- [WHAT IS REQUIRED]: Copy out exactly the lines from the first line of the material below through the line containing "generation, oldest first.", and nothing beyond them.

- [RECORD SET]:
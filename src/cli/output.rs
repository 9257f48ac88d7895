//! Output formatting utilities for CLI.

use crate::cli::Strategy;
use genetics::{
    Candidate, CandidateId, FitnessStats, GeneticsHistoryEntry, PopulationId,
    PopulationIterationResult, SerializedPopulation,
};
use serde::Serialize;
use std::collections::{BTreeMap, HashSet};
use std::path::PathBuf;

/// Fitness summary of one generation.
#[derive(Debug, Serialize)]
#[serde(rename_all = "camelCase")]
pub(super) struct GenerationSummary {
    /// Generation index.
    pub(super) index: usize,
    /// Population identifier.
    pub(super) population_id: PopulationId,
    /// Fitness statistics.
    pub(super) stats: FitnessStats,
}

impl GenerationSummary {
    /// Summarize an evaluated generation.
    pub(super) fn from_entry<C>(entry: &GeneticsHistoryEntry<C>) -> Self {
        Self {
            index: entry.population.index,
            population_id: entry.population.id,
            stats: entry.stats(),
        }
    }
}

/// Identity and score of one candidate.
#[derive(Debug, Serialize)]
#[serde(rename_all = "camelCase")]
pub(super) struct CandidateSummary {
    /// Candidate identifier.
    pub(super) id: CandidateId,
    /// Fitness in the last evaluated generation.
    pub(super) fitness: f64,
    /// Creation operator tag.
    pub(super) source: Option<String>,
    /// Parent identifiers.
    pub(super) parent_ids: Vec<CandidateId>,
}

impl CandidateSummary {
    /// Summarize a candidate scored in `result`.
    pub(super) fn new<C: Candidate>(candidate: &C, result: &PopulationIterationResult) -> Self {
        Self {
            id: candidate.id(),
            fitness: result.fitness_of(candidate.id()).unwrap_or(f64::NAN),
            source: candidate.source().map(|source| source.tag().to_string()),
            parent_ids: candidate.parent_ids().to_vec(),
        }
    }
}

/// Result of an `evolve` run.
#[derive(Debug, Serialize)]
#[serde(rename_all = "camelCase")]
pub(super) struct EvolveSummary {
    /// Evaluation strategy used.
    pub(super) strategy: Strategy,
    /// Every evaluated generation, oldest first.
    pub(super) generations: Vec<GenerationSummary>,
    /// Best candidate of the last generation.
    pub(super) best: Option<CandidateSummary>,
    /// Where the last generation was saved.
    pub(super) saved: Option<PathBuf>,
}

/// Format an evolve summary as human-readable text.
pub(super) fn format_evolve_text(summary: &EvolveSummary) -> String {
    let mut output = String::new();

    output.push_str(&format!("Evolution ({:?})\n", summary.strategy));
    output.push_str("  Gen  Size       Best       Mean      Worst\n");
    for generation in &summary.generations {
        let stats = &generation.stats;
        output.push_str(&format!(
            "  {:>3}  {:>4}  {:>9.2}  {:>9.2}  {:>9.2}\n",
            generation.index, stats.count, stats.best, stats.mean, stats.worst
        ));
    }

    if let Some(best) = &summary.best {
        output.push_str(&format!(
            "\n  Best candidate: {} ({:.2}, {})\n",
            best.id,
            best.fitness,
            best.source.as_deref().unwrap_or("unknown")
        ));
    }
    if let Some(path) = &summary.saved {
        output.push_str(&format!("  Saved to: {}\n", path.display()));
    }

    output
}

/// Lineage of one saved candidate.
#[derive(Debug, Serialize)]
#[serde(rename_all = "camelCase")]
pub(super) struct LineageEntry {
    /// Position in the saved file, best first.
    pub(super) position: usize,
    /// Candidate identifier.
    pub(super) id: CandidateId,
    /// Creation operator tag.
    pub(super) source: Option<String>,
    /// Parent identifiers.
    pub(super) parent_ids: Vec<CandidateId>,
    /// Parents that are also in the file.
    pub(super) parents_present: usize,
}

/// Lineage report of a saved population.
#[derive(Debug, Serialize)]
#[serde(rename_all = "camelCase")]
pub(super) struct LineageReport {
    /// Population identifier.
    pub(super) id: PopulationId,
    /// Generation index.
    pub(super) index: usize,
    /// Candidate count per creation operator.
    pub(super) sources: BTreeMap<String, usize>,
    /// Candidates in file order.
    pub(super) candidates: Vec<LineageEntry>,
}

impl LineageReport {
    /// Build the report; payloads are ignored.
    pub(super) fn new<P>(population: &SerializedPopulation<P>) -> Self {
        let ids: HashSet<CandidateId> =
            population.candidates.iter().map(|candidate| candidate.id).collect();
        let mut sources = BTreeMap::new();

        let candidates = population
            .candidates
            .iter()
            .enumerate()
            .map(|(position, candidate)| {
                let source = candidate.source.map(|source| source.tag().to_string());
                *sources
                    .entry(source.clone().unwrap_or_else(|| "unknown".to_string()))
                    .or_insert(0) += 1;
                LineageEntry {
                    position,
                    id: candidate.id,
                    source,
                    parent_ids: candidate.parent_ids.clone(),
                    parents_present: candidate
                        .parent_ids
                        .iter()
                        .filter(|id| ids.contains(id))
                        .count(),
                }
            })
            .collect();

        Self {
            id: population.id,
            index: population.index,
            sources,
            candidates,
        }
    }
}

/// Format a lineage report as human-readable text.
pub(super) fn format_lineage_text(report: &LineageReport) -> String {
    let mut output = String::new();

    output.push_str(&format!("Population {} (generation {})\n", report.id, report.index));
    for (source, count) in &report.sources {
        output.push_str(&format!("  {source}: {count}\n"));
    }
    output.push('\n');

    for entry in &report.candidates {
        output.push_str(&format!(
            "  #{:<3} {} [{}]",
            entry.position,
            entry.id,
            entry.source.as_deref().unwrap_or("unknown")
        ));
        if !entry.parent_ids.is_empty() {
            let parents: Vec<String> = entry.parent_ids.iter().map(ToString::to_string).collect();
            output.push_str(&format!(" <- {}", parents.join(", ")));
        }
        output.push('\n');
    }

    output
}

- [TASK RESPONSE]:
filename src/cli/output.rs
repository 9257f48ac88d7895
//! Output formatting utilities for CLI.

use crate::cli::Strategy;
use genetics::{
    Candidate, CandidateId, FitnessStats, GeneticsHistoryEntry, PopulationId,
    PopulationIterationResult, SerializedPopulation,
};
use serde::Serialize;
use std::collections::{BTreeMap, HashSet};
use std::path::PathBuf;

/// Fitness summary of one generation.
#[derive(Debug, Serialize)]
#[serde(rename_all = "camelCase")]
pub(super) struct GenerationSummary {
    /// Generation index.
    pub(super) index: usize,
    /// Population identifier.
    pub(super) population_id: PopulationId,
    /// Fitness statistics.
    pub(super) stats: FitnessStats,
}

impl GenerationSummary {
    /// Summarize an evaluated generation.
    pub(super) fn from_entry<C>(entry: &GeneticsHistoryEntry<C>) -> Self {
        Self {
            index: entry.population.index,
            population_id: entry.population.id,
            stats: entry.stats(),
        }
    }
}

/// Identity and score of one candidate.
#[derive(Debug, Serialize)]
#[serde(rename_all = "camelCase")]
pub(super) struct CandidateSummary {
    /// Candidate identifier.
    pub(super) id: CandidateId,
    /// Fitness in the last evaluated generation.
    pub(super) fitness: f64,
    /// Creation operator tag.
    pub(super) source: Option<String>,
    /// Parent identifiers.
    pub(super) parent_ids: Vec<CandidateId>,
}

impl CandidateSummary {
    /// Summarize a candidate scored in `result`.
    pub(super) fn new<C: Candidate>(candidate: &C, result: &PopulationIterationResult) -> Self {
        Self {
            id: candidate.id(),
            fitness: result.fitness_of(candidate.id()).unwrap_or(f64::NAN),
            source: candidate.source().map(|source| source.tag().to_string()),
            parent_ids: candidate.parent_ids().to_vec(),
        }
    }
}

/// Result of an `evolve` run.
#[derive(Debug, Serialize)]
#[serde(rename_all = "camelCase")]
pub(super) struct EvolveSummary {
    /// Evaluation strategy used.
    pub(super) strategy: Strategy,
    /// Every evaluated generation, oldest first.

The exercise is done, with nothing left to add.